» **TO DO**:
Reproduce all the data, character for character.

*** Opening of EXTRACTED INFORMATION ***

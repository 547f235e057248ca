//! Error types used throughout podvault.
//!
//! [`ProviderError`] is the closed taxonomy every upstream provider translates
//! its transport and GraphQL failures into before they cross the provider
//! boundary. [`Error`] is the crate-wide error that services and the catalog
//! facade return; it carries enough context to derive an HTTP-style status
//! code via [`Error::http_status`] and a structured [`ErrorBody`].

use serde::Serialize;

use crate::types::ProviderKind;

/// Failure reported by an upstream provider.
///
/// Every variant carries the provider that failed so callers can include it
/// in error responses without inspecting the message.
#[derive(Debug, Clone, PartialEq, thiserror::Error)]
pub enum ProviderError {
    /// The provider answered HTTP 429 and any retries were spent.
    #[error("[{provider}] {message}")]
    RateLimitExceeded {
        /// Provider that rejected the request.
        provider: ProviderKind,
        /// Human-readable description.
        message: String,
    },

    /// Every configured credential pair has spent its quota.
    #[error("[{provider}] {message}")]
    QuotaExhausted {
        /// Provider whose quota is spent.
        provider: ProviderKind,
        /// Human-readable description.
        message: String,
    },

    /// Network error, unexpected status, GraphQL error or malformed payload.
    #[error("[{provider}] {message}")]
    ProviderUnavailable {
        /// Provider that could not be reached or understood.
        provider: ProviderKind,
        /// Human-readable description.
        message: String,
    },
}

impl ProviderError {
    /// Create a new RateLimitExceeded error.
    pub fn rate_limited(provider: ProviderKind, message: impl Into<String>) -> Self {
        Self::RateLimitExceeded {
            provider,
            message: message.into(),
        }
    }

    /// Create a new QuotaExhausted error.
    pub fn quota_exhausted(provider: ProviderKind, message: impl Into<String>) -> Self {
        Self::QuotaExhausted {
            provider,
            message: message.into(),
        }
    }

    /// Create a new ProviderUnavailable error.
    pub fn unavailable(provider: ProviderKind, message: impl Into<String>) -> Self {
        Self::ProviderUnavailable {
            provider,
            message: message.into(),
        }
    }

    /// The provider that produced this error.
    pub fn provider(&self) -> ProviderKind {
        match self {
            Self::RateLimitExceeded { provider, .. }
            | Self::QuotaExhausted { provider, .. }
            | Self::ProviderUnavailable { provider, .. } => *provider,
        }
    }

    /// The human-readable message without the provider prefix.
    pub fn message(&self) -> &str {
        match self {
            Self::RateLimitExceeded { message, .. }
            | Self::QuotaExhausted { message, .. }
            | Self::ProviderUnavailable { message, .. } => message,
        }
    }

    /// Stable name of the failure kind, used as `error_kind` in error bodies.
    pub fn kind_name(&self) -> &'static str {
        match self {
            Self::RateLimitExceeded { .. } => "RateLimitExceeded",
            Self::QuotaExhausted { .. } => "QuotaExhausted",
            Self::ProviderUnavailable { .. } => "ProviderUnavailable",
        }
    }

    /// Map this error to an HTTP status code class.
    pub fn http_status(&self) -> u16 {
        match self {
            Self::RateLimitExceeded { .. } => 429,
            Self::QuotaExhausted { .. } => 503,
            Self::ProviderUnavailable { .. } => 502,
        }
    }

    /// Whether this is a terminal quota failure.
    pub fn is_quota_exhausted(&self) -> bool {
        matches!(self, Self::QuotaExhausted { .. })
    }
}

/// Common error type for podvault.
#[derive(Debug, Clone, thiserror::Error)]
pub enum Error {
    /// Caller input failed validation.
    #[error("Validation error: {message}")]
    Validation {
        /// Human-readable description.
        message: String,
        /// Accepted values, when the input must be one of a fixed set.
        available: Vec<String>,
    },

    /// The requested resource does not exist upstream.
    #[error("Not found: {0}")]
    NotFound(String),

    /// An upstream provider failed.
    #[error(transparent)]
    Provider(#[from] ProviderError),

    /// The cache backend failed or held an unreadable payload.
    #[error("Cache error: {0}")]
    Cache(String),

    /// An internal error occurred.
    #[error("Internal error: {0}")]
    Internal(String),
}

impl Error {
    /// Create a new Validation error.
    pub fn validation<S: Into<String>>(msg: S) -> Self {
        Self::Validation {
            message: msg.into(),
            available: Vec::new(),
        }
    }

    /// Validation error for a provider name outside [`ProviderKind::ALL`].
    pub fn unknown_provider(name: &str) -> Self {
        Self::Validation {
            message: format!("Unknown provider '{name}'."),
            available: ProviderKind::names().into_iter().map(String::from).collect(),
        }
    }

    /// Create a new NotFound error.
    pub fn not_found<S: Into<String>>(msg: S) -> Self {
        Self::NotFound(msg.into())
    }

    /// Create a new Cache error.
    pub fn cache<S: Into<String>>(msg: S) -> Self {
        Self::Cache(msg.into())
    }

    /// Create a new Internal error.
    pub fn internal<S: Into<String>>(msg: S) -> Self {
        Self::Internal(msg.into())
    }

    /// Map this error to an appropriate HTTP status code.
    pub fn http_status(&self) -> u16 {
        match self {
            Self::Validation { .. } => 400,
            Self::NotFound(_) => 404,
            Self::Provider(e) => e.http_status(),
            Self::Cache(_) => 500,
            Self::Internal(_) => 500,
        }
    }

    /// The provider error wrapped by this error, if any.
    pub fn as_provider(&self) -> Option<&ProviderError> {
        match self {
            Self::Provider(e) => Some(e),
            _ => None,
        }
    }

    /// Render the structured error payload handed to callers.
    pub fn body(&self) -> ErrorBody {
        match self {
            Self::Validation { message, available } => ErrorBody {
                error_kind: "ValidationError".to_string(),
                detail: message.clone(),
                provider: None,
                available: (!available.is_empty()).then(|| available.clone()),
            },
            Self::NotFound(msg) => ErrorBody::plain("NotFound", msg),
            Self::Provider(e) => ErrorBody {
                error_kind: e.kind_name().to_string(),
                detail: e.to_string(),
                provider: Some(e.provider().to_string()),
                available: None,
            },
            Self::Cache(msg) => ErrorBody::plain("CacheError", msg),
            Self::Internal(msg) => ErrorBody::plain("InternalError", msg),
        }
    }
}

/// Structured error payload: kind, human detail and the provider involved.
///
/// `provider` is always present (null when no provider was involved);
/// `available` is only rendered for validation errors over a fixed set.
#[derive(Debug, Clone, PartialEq, Serialize)]
pub struct ErrorBody {
    pub error_kind: String,
    pub detail: String,
    pub provider: Option<String>,
    #[serde(skip_serializing_if = "Option::is_none")]
    pub available: Option<Vec<String>>,
}

impl ErrorBody {
    fn plain(kind: &str, detail: &str) -> Self {
        Self {
            error_kind: kind.to_string(),
            detail: detail.to_string(),
            provider: None,
            available: None,
        }
    }
}

/// Result type alias using the common Error type.
pub type Result<T> = std::result::Result<T, Error>;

*** Close of EXTRACTED INFORMATION ***

» **SOLUTION FOR THIS TASK**:
repository 547f235e057248ca
//! Error types used throughout podvault.
//!
//! [`ProviderError`] is the closed taxonomy every upstream provider translates
//! its transport and GraphQL failures into before they cross the provider
//! boundary. [`Error`] is the crate-wide error that services and the catalog
//! facade return; it carries enough context to derive an HTTP-style status
//! code via [`Error::http_status`] and a structured [`ErrorBody`].

use serde::Serialize;

use crate::types::ProviderKind;

/// Failure reported by an upstream provider.
///
/// Every variant carries the provider that failed so callers can include it
/// in error responses without inspecting the message.
#[derive(Debug, Clone, PartialEq, thiserror::Error)]
pub enum ProviderError {
    /// The provider answered HTTP 429 and any retries were spent.
    #[error("[{provider}] {message}")]
    RateLimitExceeded {
        /// Provider that rejected the request.
        provider: ProviderKind,
        /// Human-readable description.
        message: String,
    },

    /// Every configured credential pair has spent its quota.
    #[error("[{provider}] {message}")]
    QuotaExhausted {
        /// Provider whose quota is spent.
        provider: ProviderKind,
        /// Human-readable description.
        message: String,
    },

    /// Network error, unexpected status, GraphQL error or malformed payload.
    #[error("[{provider}] {message}")]
    ProviderUnavailable {
        /// Provider that could not be reached or understood.
        provider: ProviderKind,
        /// Human-readable description.
        message: String,
    },
}

impl ProviderError {
    /// Create a new RateLimitExceeded error.
    pub fn rate_limited(provider: ProviderKind, message: impl Into<String>) -> Self {
        Self::RateLimitExceeded {
            provider,
            message: message.into(),
        }
    }

    /// Create a new QuotaExhausted error.
    pub fn quota_exhausted(provider: ProviderKind, message: impl Into<String>) -> Self {
        Self::QuotaExhausted {
            provider,
            message: message.into(),
        }
    }

    /// Create a new ProviderUnavailable error.
    pub fn unavailable(provider: ProviderKind, message: impl Into<String>) -> Self {
        Self::ProviderUnavailable {
            provider,
            message: message.into(),
        }
    }

    /// The provider that produced this error.
    pub fn provider(&self) -> ProviderKind {
        match self {
            Self::RateLimitExceeded { provider, .. }
            | Self::QuotaExhausted { provider, .. }
            | Self::ProviderUnavailable { provider, .. } => *provider,
        }
    }

    /// The human-readable message without the provider prefix.
    pub fn message(&self) -> &str {
        match self {
            Self::RateLimitExceeded { message, .. }
            | Self::QuotaExhausted { message, .. }
            | Self::ProviderUnavailable { message, .. } => message,
        }
    }

    /// Stable name of the failure kind, used as `error_kind` in error bodies.
    pub fn kind_name(&self) -> &'static str {
        match self {
            Self::RateLimitExceeded { .. } => "RateLimitExceeded",
            Self::QuotaExhausted { .. } => "QuotaExhausted",
            Self::ProviderUnavailable { .. } => "ProviderUnavailable",
        }
    }

    /// Map this error to an HTTP status code class.
    pub fn http_status(&self) -> u16 {
        match self {
            Self::RateLimitExceeded { .. } => 429,
            Self::QuotaExhausted { .. } => 503,
            Self::ProviderUnavailable { .. } => 502,
        }
    }

    /// Whether this is a terminal quota failure.
    pub fn is_quota_exhausted(&self) -> bool {
        matches!(self, Self::QuotaExhausted { .. })
    }
}

/// Common error type for podvault.
#[derive(Debug, Clone, thiserror::Error)]
pub enum Error {
    /// Caller input failed validation.
    #[error("Validation error: {message}")]
    Validation {
        /// Human-readable description.
        message: String,
        /// Accepted values, when the input must be one of a fixed set.
        available: Vec<String>,
    },

    /// The requested resource does not exist upstream.
    #[error("Not found: {0}")]
    NotFound(String),

    /// An upstream provider failed.
    #[error(transparent)]
    Provider(#[from] ProviderError),

    /// The cache backend failed or held an unreadable payload.
    #[error("Cache error: {0}")]
    Cache(String),

    /// An internal error occurred.
    #[error("Internal error: {0}")]
    Internal(String),
}

impl Error {
    /// Create a new Validation error.
    pub fn validation<S: Into<String>>(msg: S) -> Self {
        Self::Validation {
            message: msg.into(),
            available: Vec::new(),
        }
    }

    /// Validation error for a provider name outside [`ProviderKind::ALL`].
    pub fn unknown_provider(name: &str) -> Self {
        Self::Validation {
            message: format!("Unknown provider '{name}'."),
            available: ProviderKind::names().into_iter().map(String::from).collect(),
        }
    }

    /// Create a new NotFound error.
    pub fn not_found<S: Into<String>>(msg: S) -> Self {
        Self::NotFound(msg.into())
    }

    /// Create a new Cache error.
    pub fn cache<S: Into<String>>(msg: S) -> Self {
        Self::Cache(msg.into())
    }

    /// Create a new Internal error.
    pub fn internal<S: Into<String>>(msg: S) -> Self {
        Self::Internal(msg.into())
    }

    /// Map this error to an appropriate HTTP status code.
    pub fn http_status(&self) -> u16 {
        match self {
            Self::Validation { .. } => 400,
            Self::NotFound(_) => 404,
            Self::Provider(e) => e.http_status(),
            Self::Cache(_) => 500,
            Self::Internal(_) => 500,
        }
    }

    /// The provider error wrapped by this error, if any.
    pub fn as_provider(&self) -> Option<&ProviderError> {
        match self {
            Self::Provider(e) => Some(e),
            _ => None,
        }
    }

    /// Render the structured error payload handed to callers.
    pub fn body(&self) -> ErrorBody {
        match self {
            Self::Validation { message, available } => ErrorBody {
                error_kind: "ValidationError".to_string(),
                detail: message.clone(),
                provider: None,
                available: (!available.is_empty()).then(|| available.clone()),
            },
            Self::NotFound(msg) => ErrorBody::plain("NotFound", msg),
            Self::Provider(e) => ErrorBody {
                error_kind: e.kind_name().to_string(),
                detail: e.to_string(),
                provider: Some(e.provider().to_string()),
                available: None,
            },
            Self::Cache(msg) => ErrorBody::plain("CacheError", msg),
            Self::Internal(msg) => ErrorBody::plain("InternalError", msg),
        }
    }
}

/// Structured error payload: kind, human detail and the provider involved.
///
/// `provider` is always present (null when no provider was involved);
/// `available` is only rendered for validation errors over a fixed set.
#[derive(Debug, Clone, PartialEq, Serialize)]
pub struct ErrorBody {
    pub error_kind: String,
    pub detail: String,
    pub provider: Option<String>,
    #[serde(skip_serializing_if = "Option::is_none")]
    pub available: Option<Vec<String>>,
}

impl ErrorBody {
    fn plain(kind: &str, detail: &str) -> Self {
        Self {
            error_kind: kind.to_string(),
            detail: detail.to_string(),
            provider: None,
            available: None,
        }
    }
}

/// Result type alias using the common Error type.
pub type Result<T> = std::result::Result<T, Error>;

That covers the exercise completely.